Terapia

Opzioni di trattamento

Osservazione senza trattamento

In una prima fase, nel caso di un nodulo piuttosto piccolo di natura benigna che non dà alcun disturbo, non è necessaria alcuna terapia. In ogni caso è necessario controllarlo a intervalli regolari.

Farmaci

Noduli caldi
I noduli caldi (vedasi anche: Cosa sono i “noduli caldi” e i “noduli freddi”?) sono “iperattivi”. I noduli caldi possono essere curati in un primo tempo con farmaci, ossia con i cosiddetti “tireobloccanti”, che riducono la formazione degli ormoni tiroidei o addirittura la bloccano. Purtroppo però questi possono anche provocare un’ipofunzione della tiroide.
Tali cosiddetti ‘tireostatici’ possono alleviare i sintomi. Questa terapia non elimina comunque le aree autonome, pertanto in questo caso i farmaci fungono solo da fase intermedia sino all’intervento definitivo.

Noduli freddi
In caso di noduli freddi di piccole dimensioni (vedasi anche: Cosa sono i “noduli caldi” e i “noduli freddi”?), che non sono maligni, si ricorre agli ormoni tiroidei. In tal modo si mira a impedire lo sviluppo del tessuto ghiandolare.
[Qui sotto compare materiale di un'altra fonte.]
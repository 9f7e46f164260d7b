use std::path::PathBuf;

use clap::{Args, Parser, Subcommand, ValueEnum};

use panorama_types::intrinsics::Intrinsics;
use panorama_types::mode::RecorderMode;

#[derive(Parser)]
#[command(version, about, long_about = None)]
pub struct Cli {
    #[command(subcommand)]
    pub command: Commands,
}

#[derive(Subcommand)]
pub enum Commands {
    /// Resumes a checkpointed recording: reconstructs every stored frame,
    /// re-runs the correspondence finder's finalize phase, and composites
    /// the final panorama.
    Resume(RecorderConfig),
}

/// Mirrors [`RecorderMode`] for clap's benefit, since the domain type
/// intentionally carries no CLI dependency.
#[derive(Debug, Clone, Copy, ValueEnum)]
pub enum ModeArg {
    FullSphere,
    CenterOnly,
    Truncated,
    NoBottom,
}

impl From<ModeArg> for RecorderMode {
    fn from(value: ModeArg) -> Self {
        match value {
            ModeArg::FullSphere => RecorderMode::FullSphere,
            ModeArg::CenterOnly => RecorderMode::CenterOnly,
            ModeArg::Truncated => RecorderMode::Truncated,
            ModeArg::NoBottom => RecorderMode::NoBottom,
        }
    }
}

#[derive(Args, Debug, Clone)]
pub struct RecorderConfig {
    /// Directory holding `raw_images/`, `rings.json`, etc.
    #[arg(long)]
    pub checkpoint_dir: PathBuf,

    /// Directory JPEGs of accepted keyframes are written to; omit to
    /// disable the debug sink.
    #[arg(long)]
    pub debug_dir: Option<PathBuf>,

    #[arg(long, value_enum, default_value_t = ModeArg::CenterOnly)]
    pub mode: ModeArg,

    /// Keeps every `stride`-th selection point per ring.
    #[arg(long, default_value_t = 1)]
    pub sparsify_stride: u32,

    #[arg(long, default_value_t = 1000.0)]
    pub fx: f64,
    #[arg(long, default_value_t = 1000.0)]
    pub fy: f64,
    #[arg(long, default_value_t = 960.0)]
    pub cx: f64,
    #[arg(long, default_value_t = 540.0)]
    pub cy: f64,
    #[arg(long, default_value_t = 1920)]
    pub width: u32,
    #[arg(long, default_value_t = 1080)]
    pub height: u32,

    /// Per-axis selector rotation tolerance, radians.
    #[arg(long, default_value_t = 0.12)]
    pub tolerance_x: f64,
    #[arg(long, default_value_t = 0.12)]
    pub tolerance_y: f64,
    #[arg(long, default_value_t = 0.12)]
    pub tolerance_z: f64,

    /// Pixel margin the planar correlator searches around the nominal
    /// overlap window.
    #[arg(long, default_value_t = 24.0)]
    pub margin: f64,

    /// Runs ring closure before the global alignment solve.
    #[arg(long, default_value_t = true)]
    pub close_rings: bool,

    /// Runs the optional per-ring focal-length drift refinement.
    #[arg(long, default_value_t = false)]
    pub refine_focal: bool,

    /// Uses optical-flow-corrected feather blending instead of the
    /// zero-flow fallback.
    #[arg(long, default_value_t = true)]
    pub use_flow: bool,

    /// Bounded capacity of the correspondence-finder's inbound queue.
    #[arg(long, default_value_t = panorama_pipeline::DEFAULT_QUEUE_CAPACITY)]
    pub queue_capacity: usize,

    #[arg(long, default_value_t = String::from("info"))]
    pub log_level: String,
}

impl std::fmt::Display for ModeArg {
    fn fmt(&self, f: &mut std::fmt::Formatter<'_>) -> std::fmt::Result {
        let name = match self {
            ModeArg::FullSphere => "full-sphere",
            ModeArg::CenterOnly => "center-only",
            ModeArg::Truncated => "truncated",
            ModeArg::NoBottom => "no-bottom",
        };
        f.write_str(name)
    }
}

impl RecorderConfig {
    pub fn intrinsics(&self) -> Intrinsics {
        Intrinsics::new(self.fx, self.fy, self.cx, self.cy, self.width, self.height)
    }

    pub fn tolerance(&self) -> panorama_recorder::Tolerance {
        panorama_recorder::Tolerance {
            x: self.tolerance_x,
            y: self.tolerance_y,
            z: self.tolerance_z,
        }
    }
}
Terapia con iodio radioattivo

In caso di noduli diventati tossici, si opta molto spesso per la terapia con iodio radioattivo: in questo caso lo iodio viene somministrato sotto forma di capsule o in forma liquida. Le cellule tiroidee del nodulo, poi chiamatio adenoma tossico, assorbono quindi iodio e muoiono di conseguenza. Le donne in stato di gravidanza dovrebbero rinunciare in ogni caso a questo trattamento, a causa dell’esposizione alle radiazioni.
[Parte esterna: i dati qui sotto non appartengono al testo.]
use nalgebra::Vector3;

use panorama_math::rotation::{angle_between, rotation_of, rotation_vector};
use panorama_math::slerp::slerp;
use panorama_types::frame::Frame;
use panorama_types::graph::{RecorderGraph, SelectionPoint};
use panorama_types::pose::{Pose, Rotation3};
use panorama_types::selection::SelectionInfo;

/// How many successor hops ahead of the current target the guidance ball
/// is shown (§4.4 glossary: "typically two successors ahead").
pub const BALL_LEAD: u32 = 2;

/// Per-axis rotation tolerance gate (§4.4 step 2).
#[derive(Debug, Clone, Copy)]
pub struct Tolerance {
    pub x: f64,
    pub y: f64,
    pub z: f64,
}

impl Tolerance {
    /// The Z tolerance is widened 1.5x on non-center rings (§4.4 step 2).
    fn for_ring(&self, is_center_ring: bool) -> Tolerance {
        Tolerance {
            x: self.x,
            y: self.y,
            z: if is_center_ring { self.z } else { self.z * 1.5 },
        }
    }
}

/// The feedback image selector: a state machine mapping a stream of
/// oriented frames onto recorder graph nodes, one frame per node, in
/// prescribed order (§4.4).
pub struct Selector {
    graph: RecorderGraph,
    visit_order: Vec<usize>,
    visit_pos: usize,
    strict_order: bool,
    tolerance: Tolerance,
    current_best: Option<SelectionInfo>,
    finished: bool,
    idle: bool,
    started: bool,
    recorded_count: u32,
    ball_position: Rotation3,
    error_vector: Vector3<f64>,
}

impl Selector {
    pub fn new(graph: RecorderGraph, strict_order: bool, tolerance: Tolerance) -> Self {
        let visit_order = graph.ring_visit_order();
        Selector {
            graph,
            visit_order,
            visit_pos: 0,
            strict_order,
            tolerance,
            current_best: None,
            finished: false,
            idle: false,
            started: false,
            recorded_count: 0,
            ball_position: Rotation3::identity(),
            error_vector: Vector3::zeros(),
        }
    }

    pub fn set_idle(&mut self, idle: bool) {
        self.idle = idle;
    }

    pub fn is_finished(&self) -> bool {
        self.finished
    }

    pub fn is_idle(&self) -> bool {
        self.idle
    }

    pub fn current_keyframe(&self) -> Option<&SelectionInfo> {
        self.current_best.as_ref()
    }

    pub fn images_to_record(&self) -> usize {
        self.graph.total_points()
    }

    pub fn recorded_images(&self) -> u32 {
        self.recorded_count
    }

    pub fn ball_position(&self) -> Rotation3 {
        self.ball_position
    }

    pub fn error_vector(&self) -> Vector3<f64> {
        self.error_vector
    }

    pub fn scalar_error(&self) -> f64 {
        self.error_vector.norm()
    }

    pub fn graph(&self) -> &RecorderGraph {
        &self.graph
    }

    /// Processes one incoming frame, returning the completed match (if
    /// any) emitted by this push (§4.4 "Per-frame procedure").
    pub fn push(&mut self, frame: &Frame) -> Option<SelectionInfo> {
        if self.finished {
            return None;
        }
        let frame_rotation = rotation_of(&frame.adjusted_pose());
        self.update_guidance(&frame_rotation);

        if self.idle {
            return None;
        }
        self.started = true;

        let ring_idx = self.visit_order[self.visit_pos];
        let is_center = ring_idx == self.graph.center_ring_index();
        let candidate = self.closest_point(ring_idx, &frame_rotation);
        if !self.passes_tolerance(&candidate, &frame_rotation, is_center) {
            return None;
        }

        let emitted = match &self.current_best {
            None => {
                self.current_best = Some(self.make_info(candidate, frame, &frame_rotation));
                None
            }
            Some(cur) if cur.point.global_id == candidate.global_id => {
                let dist = angle_between(&frame_rotation, &candidate.extrinsics);
                if dist < cur.angular_distance {
                    self.current_best = Some(self.make_info(candidate, frame, &frame_rotation));
                }
                None
            }
            Some(cur) => self.handle_new_point(ring_idx, cur.point, candidate, frame, &frame_rotation, is_center),
        };

        emitted
    }

    fn handle_new_point(
        &mut self,
        ring_idx: usize,
        current_point: SelectionPoint,
        candidate: SelectionPoint,
        frame: &Frame,
        frame_rotation: &Rotation3,
        is_center: bool,
    ) -> Option<SelectionInfo> {
        let ring = &self.graph.rings[ring_idx];
        let successor = ring.successor(current_point.local_id).copied();

        let mut target = candidate;
        if self.strict_order {
            if let Some(succ) = successor {
                if succ.global_id != candidate.global_id {
                    if self.passes_tolerance(&succ, frame_rotation, is_center) {
                        target = succ; // substitution (§4.4 step 5)
                    } else {
                        return None;
                    }
                }
            }
        }

        let succ = successor?;
        if succ.global_id != target.global_id {
            return None;
        }

        let ring = &mut self.graph.rings[ring_idx];
        ring.mark_recorded(current_point.local_id, succ.local_id);
        self.recorded_count += 1;
        let emitted = self.current_best.take();

        if succ.local_id == 0 {
            // The ring-closing edge just recorded; move on to the next
            // ring in visit order (§4.4 step 5).
            self.current_best = None;
            self.visit_pos += 1;
            if self.visit_pos >= self.visit_order.len() {
                self.finished = true;
            }
        } else {
            self.current_best = Some(self.make_info(succ, frame, frame_rotation));
        }

        emitted
    }

    fn make_info(&self, point: SelectionPoint, frame: &Frame, frame_rotation: &Rotation3) -> SelectionInfo {
        SelectionInfo {
            point,
            frame: frame.clone(),
            angular_distance: angle_between(frame_rotation, &point.extrinsics),
            valid: true,
        }
    }

    fn closest_point(&self, ring_idx: usize, frame_rotation: &Rotation3) -> SelectionPoint {
        let ring = &self.graph.rings[ring_idx];
        *ring
            .points
            .iter()
            .min_by(|a, b| {
                angle_between(frame_rotation, &a.extrinsics)
                    .partial_cmp(&angle_between(frame_rotation, &b.extrinsics))
                    .unwrap()
            })
            .expect("ring has at least one point")
    }

    fn passes_tolerance(&self, point: &SelectionPoint, frame_rotation: &Rotation3, is_center: bool) -> bool {
        let tolerance = self.tolerance.for_ring(is_center);
        let error = rotation_vector(&point.extrinsics, frame_rotation);
        error.x.abs() <= tolerance.x && error.y.abs() <= tolerance.y && error.z.abs() <= tolerance.z
    }

    fn update_guidance(&mut self, frame_rotation: &Rotation3) {
        let target = self.ball_target();
        let blended = slerp(&pose_of(self.ball_position), &pose_of(target.extrinsics), 0.5);
        self.ball_position = rotation_of(&blended);
        self.error_vector = rotation_vector(frame_rotation, &self.ball_position);
    }

    /// Walks `BALL_LEAD` successors ahead of the current target, crossing
    /// into the next ring of the visit order when a ring's closing edge is
    /// reached (§4.4 step 6).
    fn ball_target(&self) -> SelectionPoint {
        if self.visit_pos >= self.visit_order.len() {
            // Finished: keep showing the last ring's starting point.
            let ring_idx = *self.visit_order.last().unwrap_or(&0);
            return self.graph.rings[ring_idx].points[0];
        }
        let mut ring_pos = self.visit_pos;
        let mut ring_idx = self.visit_order[ring_pos];
        let mut point = match &self.current_best {
            Some(cur) => cur.point,
            None => self.graph.rings[ring_idx].points[0],
        };

        for _ in 0..BALL_LEAD {
            let ring = &self.graph.rings[ring_idx];
            let succ = match ring.successor(point.local_id) {
                Some(s) => *s,
                None => break,
            };
            if succ.local_id == 0 {
                if ring_pos + 1 < self.visit_order.len() {
                    ring_pos += 1;
                    ring_idx = self.visit_order[ring_pos];
                    point = self.graph.rings[ring_idx].points[0];
                } else {
                    point = succ;
                    break;
                }
            } else {
                point = succ;
            }
        }
        point
    }
}

fn pose_of(r: Rotation3) -> Pose {
    panorama_math::rotation::to_4x4(r)
}

#[cfg(test)]
mod tests {
    use super::*;
    use panorama_math::rotation::to_4x4;
    use panorama_types::exposure::Exposure;
    use panorama_types::intrinsics::Intrinsics;
    use panorama_types::mode::RecorderMode;

    fn tolerant() -> Tolerance {
        Tolerance { x: 0.2, y: 0.2, z: 0.2 }
    }

    fn frame_at(r: Rotation3) -> Frame {
        let image = image::RgbImage::new(4, 4);
        Frame::from_loaded(
            image,
            to_4x4(r),
            Intrinsics::new(800.0, 800.0, 2.0, 2.0, 4, 4),
            Exposure::default(),
        )
    }

    #[test]
    fn first_frame_becomes_current_with_no_emission() {
        let graph = crate::generator::generate(
            &Intrinsics::new(800.0, 800.0, 640.0, 480.0, 1280, 960),
            RecorderMode::CenterOnly,
        );
        let point0 = graph.rings[0].points[0];
        let mut selector = Selector::new(graph, true, tolerant());
        let emitted = selector.push(&frame_at(point0.extrinsics));
        assert!(emitted.is_none());
        assert!(selector.current_keyframe().is_some());
    }

    #[test]
    fn advancing_to_successor_emits_previous_match() {
        let graph = crate::generator::generate(
            &Intrinsics::new(800.0, 800.0, 640.0, 480.0, 1280, 960),
            RecorderMode::CenterOnly,
        );
        let ring = graph.rings[0].clone();
        let point0 = ring.points[0];
        let point1 = *ring.successor(0).unwrap();
        let mut selector = Selector::new(graph, true, tolerant());
        assert!(selector.push(&frame_at(point0.extrinsics)).is_none());
        let emitted = selector.push(&frame_at(point1.extrinsics));
        assert!(emitted.is_some());
        assert_eq!(emitted.unwrap().point.global_id, point0.global_id);
    }

    #[test]
    fn idle_suppresses_advancement() {
        let graph = crate::generator::generate(
            &Intrinsics::new(800.0, 800.0, 640.0, 480.0, 1280, 960),
            RecorderMode::CenterOnly,
        );
        let point0 = graph.rings[0].points[0];
        let mut selector = Selector::new(graph, true, tolerant());
        selector.set_idle(true);
        assert!(selector.push(&frame_at(point0.extrinsics)).is_none());
        assert!(selector.current_keyframe().is_none());
    }
}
In molti pazienti, trattati per noduli tossici, la tiroide torna a funzionare normalmente, anche se talvolta il trattamento può determinare un’ipofunzione della ghiandola. Il tal caso la mancanza dell’ormone tiroideo deve essere compensata dall’assunzione di compresse a vita.

Intervento alla tiroide

Se si sospetta la malignità o se date le loro dimensioni e a causa di un’iperfunzione i noduli dovessero causare disturbi, è opportuno provvedere alla rimozione degli stessi. Attualmente ciò comporta un intervento chirurgico in anestesia totale. In tal caso, a seconda della situazione, il medico effettua una resezione totale della tiroide, parziale di un lobo o solo del nodulo. L’intervento chirurgico può essere a cielo aperto o con chirurgia mini-invasiva (con piccoli tagli).
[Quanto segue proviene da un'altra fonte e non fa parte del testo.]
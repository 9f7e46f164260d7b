//! Recorder graph generation (§4.3), the feedback image selector state
//! machine (§4.4), and ring closure (§4.5).

pub mod generator;
pub mod ring_closer;
pub mod selector;

pub use generator::{generate, sparsify};
pub use ring_closer::close_ring;
pub use selector::{Selector, Tolerance, BALL_LEAD};
use std::fs;
use std::path::{Path, PathBuf};

use serde::Serialize;
use tempfile::NamedTempFile;

use panorama_types::checkpoint::{ExposureDoc, OffsetsDoc, RingDataDoc, RingsDoc};
use panorama_types::error::{StitchError, StitchResult};

/// Checkpoint persistence boundary (§6). Every write is expected to be
/// atomic so a crash mid-write never leaves a half-written document for
/// the next run to trip over, using a tree of small per-artifact
/// documents rather than one big serialized state.
pub trait CheckpointStore: Send + Sync {
    fn write_frame_image(&self, id: u64, bytes: &[u8]) -> StitchResult<()>;
    fn write_frame_record(&self, id: u64, record: &panorama_types::checkpoint::FrameRecord) -> StitchResult<()>;
    fn write_rings(&self, doc: &RingsDoc) -> StitchResult<()>;
    fn write_exposure(&self, doc: &ExposureDoc) -> StitchResult<()>;
    fn write_offsets(&self, doc: &OffsetsDoc) -> StitchResult<()>;
    fn write_ring_result(&self, ring_id: u32, image_bytes: &[u8], mask_bytes: &[u8], data: &RingDataDoc) -> StitchResult<()>;
    fn write_optograph(&self, image_bytes: &[u8], mask_bytes: &[u8], data: &RingDataDoc) -> StitchResult<()>;

    /// True if `raw_images/` already holds frames from a prior, unfinished
    /// recording (§6 "resuming a recording").
    fn has_unstitched_recording(&self) -> bool;

    /// Whether this store can serve `raw_images/<id>.bmp` back out for a
    /// paged re-read during finalize, vs. keeping every frame resident.
    fn supports_paging(&self) -> bool;

    fn clear(&self) -> StitchResult<()>;
}

/// Filesystem-backed store rooted at a recording directory, laid out
/// exactly as §6 describes: `raw_images/`, `rings/`, `optograph/`,
/// `rings.json`, `exposure.json`, `offsets.json`.
pub struct FsCheckpointStore {
    root: PathBuf,
}

impl FsCheckpointStore {
    pub fn new(root: impl Into<PathBuf>) -> StitchResult<Self> {
        let root = root.into();
        fs::create_dir_all(root.join("raw_images"))?;
        fs::create_dir_all(root.join("rings"))?;
        fs::create_dir_all(root.join("optograph"))?;
        Ok(Self { root })
    }

    fn raw_image_path(&self, id: u64) -> PathBuf {
        self.root.join("raw_images").join(format!("{id}.bmp"))
    }

    fn raw_record_path(&self, id: u64) -> PathBuf {
        self.root.join("raw_images").join(format!("{id}.json"))
    }
}

/// Writes `bytes` to `path` via a sibling temp file + rename so readers
/// never observe a partial file (mirrors `utils::persistence`'s
/// `NamedTempFile`-then-`std::fs::rename` pattern).
fn atomic_write(path: &Path, bytes: &[u8]) -> StitchResult<()> {
    let dir = path.parent().ok_or_else(|| StitchError::MissingCheckpointFile(path.to_path_buf()))?;
    let mut tmp = NamedTempFile::new_in(dir)?;
    std::io::Write::write_all(&mut tmp, bytes)?;
    tmp.persist(path).map_err(|e| StitchError::Io(e.error))?;
    Ok(())
}

fn atomic_write_json(path: &Path, value: &impl Serialize) -> StitchResult<()> {
    let bytes = serde_json::to_vec_pretty(value)?;
    atomic_write(path, &bytes)
}

impl CheckpointStore for FsCheckpointStore {
    fn write_frame_image(&self, id: u64, bytes: &[u8]) -> StitchResult<()> {
        atomic_write(&self.raw_image_path(id), bytes)
    }

    fn write_frame_record(&self, id: u64, record: &panorama_types::checkpoint::FrameRecord) -> StitchResult<()> {
        atomic_write_json(&self.raw_record_path(id), record)
    }

    fn write_rings(&self, doc: &RingsDoc) -> StitchResult<()> {
        atomic_write_json(&self.root.join("rings.json"), doc)
    }

    fn write_exposure(&self, doc: &ExposureDoc) -> StitchResult<()> {
        atomic_write_json(&self.root.join("exposure.json"), doc)
    }

    fn write_offsets(&self, doc: &OffsetsDoc) -> StitchResult<()> {
        atomic_write_json(&self.root.join("offsets.json"), doc)
    }

    fn write_ring_result(&self, ring_id: u32, image_bytes: &[u8], mask_bytes: &[u8], data: &RingDataDoc) -> StitchResult<()> {
        let dir = self.root.join("rings");
        atomic_write(&dir.join(format!("ring_{ring_id}.bmp")), image_bytes)?;
        atomic_write(&dir.join(format!("ring_{ring_id}.mask.bmp")), mask_bytes)?;
        atomic_write_json(&dir.join(format!("ring_{ring_id}.data.json")), data)
    }

    fn write_optograph(&self, image_bytes: &[u8], mask_bytes: &[u8], data: &RingDataDoc) -> StitchResult<()> {
        let dir = self.root.join("optograph");
        atomic_write(&dir.join("result.bmp"), image_bytes)?;
        atomic_write(&dir.join("result.mask.bmp"), mask_bytes)?;
        atomic_write_json(&dir.join("result.data.json"), data)
    }

    fn has_unstitched_recording(&self) -> bool {
        fs::read_dir(self.root.join("raw_images"))
            .map(|mut entries| entries.next().is_some())
            .unwrap_or(false)
    }

    fn supports_paging(&self) -> bool {
        true
    }

    fn clear(&self) -> StitchResult<()> {
        for sub in ["raw_images", "rings", "optograph"] {
            let dir = self.root.join(sub);
            if dir.exists() {
                fs::remove_dir_all(&dir)?;
                fs::create_dir_all(&dir)?;
            }
        }
        for doc in ["rings.json", "exposure.json", "offsets.json"] {
            let path = self.root.join(doc);
            if path.exists() {
                fs::remove_file(&path)?;
            }
        }
        Ok(())
    }
}

/// No-op store for callers that don't want checkpointing (in-memory runs,
/// tests, or a pipeline configured to hold everything resident).
pub struct NullCheckpointStore;

impl CheckpointStore for NullCheckpointStore {
    fn write_frame_image(&self, _id: u64, _bytes: &[u8]) -> StitchResult<()> {
        Ok(())
    }

    fn write_frame_record(&self, _id: u64, _record: &panorama_types::checkpoint::FrameRecord) -> StitchResult<()> {
        Ok(())
    }

    fn write_rings(&self, _doc: &RingsDoc) -> StitchResult<()> {
        Ok(())
    }

    fn write_exposure(&self, _doc: &ExposureDoc) -> StitchResult<()> {
        Ok(())
    }

    fn write_offsets(&self, _doc: &OffsetsDoc) -> StitchResult<()> {
        Ok(())
    }

    fn write_ring_result(&self, _ring_id: u32, _image_bytes: &[u8], _mask_bytes: &[u8], _data: &RingDataDoc) -> StitchResult<()> {
        Ok(())
    }

    fn write_optograph(&self, _image_bytes: &[u8], _mask_bytes: &[u8], _data: &RingDataDoc) -> StitchResult<()> {
        Ok(())
    }

    fn has_unstitched_recording(&self) -> bool {
        false
    }

    fn supports_paging(&self) -> bool {
        false
    }

    fn clear(&self) -> StitchResult<()> {
        Ok(())
    }
}

#[cfg(test)]
mod tests {
    use super::*;
    use panorama_types::checkpoint::ExposureEntry;

    #[test]
    fn fs_store_roundtrips_rings_doc() {
        let dir = tempfile::tempdir().unwrap();
        let store = FsCheckpointStore::new(dir.path()).unwrap();
        let doc = RingsDoc { rings: vec![vec![0, 1, 2], vec![3, 4]] };
        store.write_rings(&doc).unwrap();
        let bytes = fs::read(dir.path().join("rings.json")).unwrap();
        let read_back: RingsDoc = serde_json::from_slice(&bytes).unwrap();
        assert_eq!(read_back.rings, doc.rings);
    }

    #[test]
    fn fs_store_reports_unstitched_recording_after_a_frame_write() {
        let dir = tempfile::tempdir().unwrap();
        let store = FsCheckpointStore::new(dir.path()).unwrap();
        assert!(!store.has_unstitched_recording());
        store.write_frame_image(0, b"not really a bmp").unwrap();
        assert!(store.has_unstitched_recording());
    }

    #[test]
    fn clear_removes_prior_exposure_doc() {
        let dir = tempfile::tempdir().unwrap();
        let store = FsCheckpointStore::new(dir.path()).unwrap();
        store
            .write_exposure(&ExposureDoc { exposure: vec![ExposureEntry { id: 0, e: 1.0 }] })
            .unwrap();
        store.clear().unwrap();
        assert!(!dir.path().join("exposure.json").exists());
    }

    #[test]
    fn null_store_never_reports_unstitched_work() {
        let store = NullCheckpointStore;
        store.write_frame_image(0, b"x").unwrap();
        assert!(!store.has_unstitched_recording());
    }
}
Tra i rischi che può comportare un intervento alla tiroide rientrano, oltre alle emorragie e i danni alle paratiroidi, anche i danni ai nervi delle corde vocali con possibile conseguente paralisi delle corde vocali. Tali casi sono però relativamente rari. Nella maggior parte dei casi viene prelevato molto tessuto, per cui non viene più prodotta una quantità sufficiente di ormoni. Tale carenza ormonale deve pertanto essere compensata dall’assunzione quotidiana di ormoni tiroidei a vita. Per evitare di aumentare di peso è necessario che essi siano assunti in modo relativamente rapido e che il dosaggio sia costantemente regolato.

Termoablazione

Da alcuni anni vi è anche la possibilità di ricorrere alla termoablazione con la radiofrequenzae il laser dove un ago o una sonda viene introdotta nella tiroide attraverso un piccolo taglio o l’ecoterapia  non prevede alcuna incisione. Possibile che il nervo della corda vocale venga danneggiato anche nel corso di questa procedura mini o noninvasiva.

La termoablazione non è adatta al trattamento di noduli maligni, ma costituisce un’alternativa più “dolce” rispetto all’intervento chirurgico per il trattamento dei noduli benigni.

Ecoterapia

Da non molto tempo a questa parte è possibile scegliere una forma di trattamento non invasiva e non aggressiva con ultrasuoni terapeutici per noduli tiroidei benigni: la cosiddetta ecoterapia (vedasi anche – Cos’è l’ecoterapia?). Adottando questo tipo di approccio, il nodulo viene “fuso” grazie a un fascio di onde ultrasonore. Il tessuto distrutto dalle onde viene quindi progressivamente decomposto dal corpo. Questo metodo può essere eseguito in regime ambulatoriale e non prevede di dover praticare tagli, il che non comporta dunque la formazione di cicatrici, rischi legati all’anestesia e rischi di infezione post intervento chirurgico. Il vantaggio principale è rappresentato dal fatto che la tiroide conserva la propria normale funzione e gli effetti sull’equilibrio ormonale sono notevolmente ridotti.